───── STORED DATA ─────
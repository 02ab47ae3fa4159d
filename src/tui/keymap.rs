//! # Key Bindings
//!
//! Parses binding strings such as `"ctrl+n"`, `"alt+x"`, `"f2"` or `"n"` into
//! a `KeyBinding` that can be matched against incoming key events.

use crossterm::event::{KeyCode, KeyEvent, KeyModifiers};
use std::fmt;
use std::str::FromStr;

use crate::tui::event::TuiEvent;

#[derive(Debug, Clone, Copy, PartialEq, Eq)]
pub struct KeyBinding {
    pub code: KeyCode,
    pub modifiers: KeyModifiers,
}

impl KeyBinding {
    pub const fn new(code: KeyCode, modifiers: KeyModifiers) -> Self {
        Self { code, modifiers }
    }

    /// Whether `event` is a press of this binding.
    ///
    /// Shift is ignored for character keys since terminals disagree on
    /// whether `N` arrives with the shift modifier set.
    pub fn matches(&self, event: &TuiEvent) -> bool {
        let TuiEvent::Key(KeyEvent { code, modifiers, .. }) = event else {
            return false;
        };
        if *code != self.code {
            return false;
        }
        match code {
            KeyCode::Char(_) => {
                modifiers.difference(KeyModifiers::SHIFT)
                    == self.modifiers.difference(KeyModifiers::SHIFT)
            }
            _ => *modifiers == self.modifiers,
        }
    }
}

impl fmt::Display for KeyBinding {
    fn fmt(&self, f: &mut fmt::Formatter<'_>) -> fmt::Result {
        if self.modifiers.contains(KeyModifiers::CONTROL) {
            write!(f, "ctrl+")?;
        }
        if self.modifiers.contains(KeyModifiers::ALT) {
            write!(f, "alt+")?;
        }
        if self.modifiers.contains(KeyModifiers::SHIFT) {
            write!(f, "shift+")?;
        }
        match self.code {
            KeyCode::Char(' ') => write!(f, "space"),
            KeyCode::Char(c) => write!(f, "{c}"),
            KeyCode::F(n) => write!(f, "f{n}"),
            KeyCode::Enter => write!(f, "enter"),
            KeyCode::Esc => write!(f, "esc"),
            KeyCode::Tab => write!(f, "tab"),
            KeyCode::BackTab => write!(f, "backtab"),
            KeyCode::Backspace => write!(f, "backspace"),
            KeyCode::Delete => write!(f, "delete"),
            KeyCode::Insert => write!(f, "insert"),
            KeyCode::Home => write!(f, "home"),
            KeyCode::End => write!(f, "end"),
            KeyCode::PageUp => write!(f, "pageup"),
            KeyCode::PageDown => write!(f, "pagedown"),
            KeyCode::Up => write!(f, "up"),
            KeyCode::Down => write!(f, "down"),
            KeyCode::Left => write!(f, "left"),
            KeyCode::Right => write!(f, "right"),
            other => write!(f, "{other:?}"),
        }
    }
}

#[derive(Debug, Clone, PartialEq, Eq)]
pub enum KeyBindingError {
    Empty,
    UnknownKey(String),
    UnknownModifier(String),
}

impl fmt::Display for KeyBindingError {
    fn fmt(&self, f: &mut fmt::Formatter<'_>) -> fmt::Result {
        match self {
            KeyBindingError::Empty => write!(f, "key binding is empty"),
            KeyBindingError::UnknownKey(k) => write!(f, "unknown key in binding: {k:?}"),
            KeyBindingError::UnknownModifier(m) => {
                write!(f, "unknown modifier in binding: {m:?}")
            }
        }
    }
}

impl std::error::Error for KeyBindingError {}

impl FromStr for KeyBinding {
    type Err = KeyBindingError;

    fn from_str(s: &str) -> Result<Self, Self::Err> {
        let s = s.trim();
        if s.is_empty() {
            return Err(KeyBindingError::Empty);
        }

        // "+" and "ctrl++" bind the plus key itself
        let (prefix, key) = if s == "+" {
            ("", "+")
        } else {
            match s.strip_suffix("++") {
                Some(rest) => (rest, "+"),
                None => match s.rsplit_once('+') {
                    Some((prefix, key)) => (prefix, key),
                    None => ("", s),
                },
            }
        };

        let mut modifiers = KeyModifiers::NONE;
        for part in prefix.split('+').filter(|p| !p.is_empty()) {
            modifiers |= match part.to_ascii_lowercase().as_str() {
                "ctrl" | "control" => KeyModifiers::CONTROL,
                "alt" | "option" | "meta" => KeyModifiers::ALT,
                "shift" => KeyModifiers::SHIFT,
                _ => return Err(KeyBindingError::UnknownModifier(part.to_string())),
            };
        }

        Ok(Self::new(parse_key_code(key)?, modifiers))
    }
}

fn parse_key_code(key: &str) -> Result<KeyCode, KeyBindingError> {
    let mut chars = key.chars();
    if let (Some(c), None) = (chars.next(), chars.next()) {
        return Ok(KeyCode::Char(c));
    }

    let lower = key.to_ascii_lowercase();
    let code = match lower.as_str() {
        "" => return Err(KeyBindingError::Empty),
        "enter" | "return" => KeyCode::Enter,
        "esc" | "escape" => KeyCode::Esc,
        "tab" => KeyCode::Tab,
        "backtab" => KeyCode::BackTab,
        "backspace" => KeyCode::Backspace,
        "delete" | "del" => KeyCode::Delete,
        "insert" | "ins" => KeyCode::Insert,
        "home" => KeyCode::Home,
        "end" => KeyCode::End,
        "pageup" | "pgup" => KeyCode::PageUp,
        "pagedown" | "pgdn" => KeyCode::PageDown,
        "up" => KeyCode::Up,
        "down" => KeyCode::Down,
        "left" => KeyCode::Left,
        "right" => KeyCode::Right,
        "space" => KeyCode::Char(' '),
        _ => match lower.strip_prefix('f').and_then(|n| n.parse::<u8>().ok()) {
            Some(n) if (1..=24).contains(&n) => KeyCode::F(n),
            _ => return Err(KeyBindingError::UnknownKey(key.to_string())),
        },
    };
    Ok(code)
}

#[cfg(test)]
mod tests {
    use super::*;

    #[test]
    fn test_parse_ctrl_binding() {
        let binding: KeyBinding = "ctrl+n".parse().unwrap();
        assert_eq!(binding, KeyBinding::new(KeyCode::Char('n'), KeyModifiers::CONTROL));
        assert!(binding.matches(&TuiEvent::ctrl('n')));
        assert!(!binding.matches(&TuiEvent::char('n')));
    }

    #[test]
    fn test_parse_plain_char_and_named_keys() {
        assert_eq!(
            "n".parse::<KeyBinding>().unwrap(),
            KeyBinding::new(KeyCode::Char('n'), KeyModifiers::NONE)
        );
        assert_eq!("F2".parse::<KeyBinding>().unwrap().code, KeyCode::F(2));
        assert_eq!("Alt+Enter".parse::<KeyBinding>().unwrap().modifiers, KeyModifiers::ALT);
        assert_eq!("ctrl++".parse::<KeyBinding>().unwrap().code, KeyCode::Char('+'));
        assert_eq!(
            "+".parse::<KeyBinding>().unwrap(),
            KeyBinding::new(KeyCode::Char('+'), KeyModifiers::NONE)
        );
    }

    #[test]
    fn test_parse_errors() {
        assert_eq!("".parse::<KeyBinding>(), Err(KeyBindingError::Empty));
        assert_eq!("ctrl+".parse::<KeyBinding>(), Err(KeyBindingError::Empty));
        assert_eq!(
            "hyper+n".parse::<KeyBinding>(),
            Err(KeyBindingError::UnknownModifier("hyper".to_string()))
        );
        assert_eq!(
            "ctrl+banana".parse::<KeyBinding>(),
            Err(KeyBindingError::UnknownKey("banana".to_string()))
        );
        assert!("f99".parse::<KeyBinding>().is_err());
    }

    #[test]
    fn test_shift_ignored_for_chars() {
        let binding: KeyBinding = "N".parse().unwrap();
        let shifted = TuiEvent::Key(KeyEvent::new(KeyCode::Char('N'), KeyModifiers::SHIFT));
        assert!(binding.matches(&shifted));
    }

    #[test]
    fn test_display_round_trips_label() {
        let binding: KeyBinding = "ctrl+n".parse().unwrap();
        assert_eq!(binding.to_string(), "ctrl+n");
        assert_eq!("f5".parse::<KeyBinding>().unwrap().to_string(), "f5");
    }
}
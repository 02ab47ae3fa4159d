//! # StatusBar Component
//!
//! Bottom line with key hints for the active mode, the record count and the
//! last status message.
//!
//! ## Design Decisions
//!
//! ### Stateless Component
//!
//! StatusBar is purely presentational. It receives all data as props and has
//! no internal state, so the controller builds a fresh one every frame:
//!
//! ```rust,ignore
//! let mut bar = StatusBar::new(Mode::Browsing, "ctrl+n".into(), 5, String::new());
//! bar.render(frame, footer_area);
//! ```
//!
//! ## Conditional Formatting
//!
//! 1. **Status message**: `"ctrl+n new • / filter • q quit | 5 records | Added Kiwi"`
//! 2. **Default**: `"ctrl+n new • / filter • q quit | 5 records"`

use crate::tui::Mode;
use crate::tui::component::Component;
use ratatui::Frame;
use ratatui::layout::Rect;
use ratatui::style::{Color, Style};
use ratatui::text::Span;

pub struct StatusBar {
    /// Which component has focus
    pub mode: Mode,
    /// Label of the reserved "new record" binding (e.g. "ctrl+n")
    pub new_record_key: String,
    /// Records in the store
    pub record_count: usize,
    /// Transient status (e.g. "Added Kiwi")
    pub status_message: String,
}

impl StatusBar {
    pub fn new(
        mode: Mode,
        new_record_key: String,
        record_count: usize,
        status_message: String,
    ) -> Self {
        Self {
            mode,
            new_record_key,
            record_count,
            status_message,
        }
    }

    fn hints(&self) -> String {
        match self.mode {
            Mode::Browsing => format!(
                "{} new • / filter • ↑↓ move • q quit",
                self.new_record_key
            ),
            Mode::Editing => format!(
                "enter next/save • shift+tab back • {} restart • ctrl+c quit",
                self.new_record_key
            ),
        }
    }
}

impl Component for StatusBar {
    fn render(&mut self, frame: &mut Frame, area: Rect) {
        let noun = if self.record_count == 1 { "record" } else { "records" };
        let text = if self.status_message.is_empty() {
            format!("{} | {} {}", self.hints(), self.record_count, noun)
        } else {
            format!(
                "{} | {} {} | {}",
                self.hints(),
                self.record_count,
                noun,
                self.status_message
            )
        };

        frame.render_widget(
            Span::styled(text, Style::default().fg(Color::DarkGray)),
            area,
        );
    }
}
─────
For every line of the material that holds the word "quit", make a copy.

TASK SOLUTION>
//! 1. **Status message**: `"ctrl+n new • / filter • q quit | 5 records | Added Kiwi"`
//! 2. **Default**: `"ctrl+n new • / filter • q quit | 5 records"`
                "{} new • / filter • ↑↓ move • q quit",
                "enter next/save • shift+tab back • {} restart • ctrl+c quit",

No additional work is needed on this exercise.